Advertising is sink or swim. Nobody lowers their standards to help a young intern or copywriter get by. I let students know I’ll provide the tools they need to make progress. But will also hold them accountable. Not because I’m a hard ass. Because I want them to be business ready.
5. Teach them how to polish the turd.
Sometimes you have to write a lot of crap to get to the good stuff. And sometimes the good stuff is buried inside a stinker. I teach students the art of critique: how to spot and articulate the good, bad and ugly — in a way that advances their own work and the work of others.
6. Have faith the light will go on — eventually.
Some students are quick studies. Within a few weeks, they understand what makes an idea or headline good. Others take almost the entire semester to “get” it.
7. Sometimes the light goes on outside the classroom.

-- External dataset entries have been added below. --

//! # Workshop Gateway
//!
//! Client side of MCP over streamable HTTP: a per-server client and a
//! router aggregating the tools of several servers.

mod client;
mod http_router;

pub use client::{parse_response, McpHttpClient};
pub use http_router::{HttpRouter, ServerConnection};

If a student is still struggling halfway through the semester, a one-to-one tutorial can work wonders. I try to turn the meeting into a brainstorming session, applying the creative principles learned in the classroom to their stalled work. 9 times out of 10 this approach helps the student start to see the light.
8. The only way to learn copywriting is by writing lots of copy.
My students use assigned materials, lectures, etc. to help them learn how to write copy. But it really boils down to this: write, rewrite, repeat.
9. You don’t have to be a copywriter to learn that copywriting is a superpower.
All advertising and PR undergrads at The City College of New York are required to take copywriting. Very few of them go on to become copywriters. But they all become better writers and better storytellers. Which means they have the power to articulate and sell their ideas - to their family, friends, colleagues, and their boss.
10. Students are incredibly creative - especially when it comes to excuses ;-)
Just when I think I’ve heard it all, a student will come up with a story so compelling for why they turned in an assignment late or missed a class I almost wish I could give them extra credit.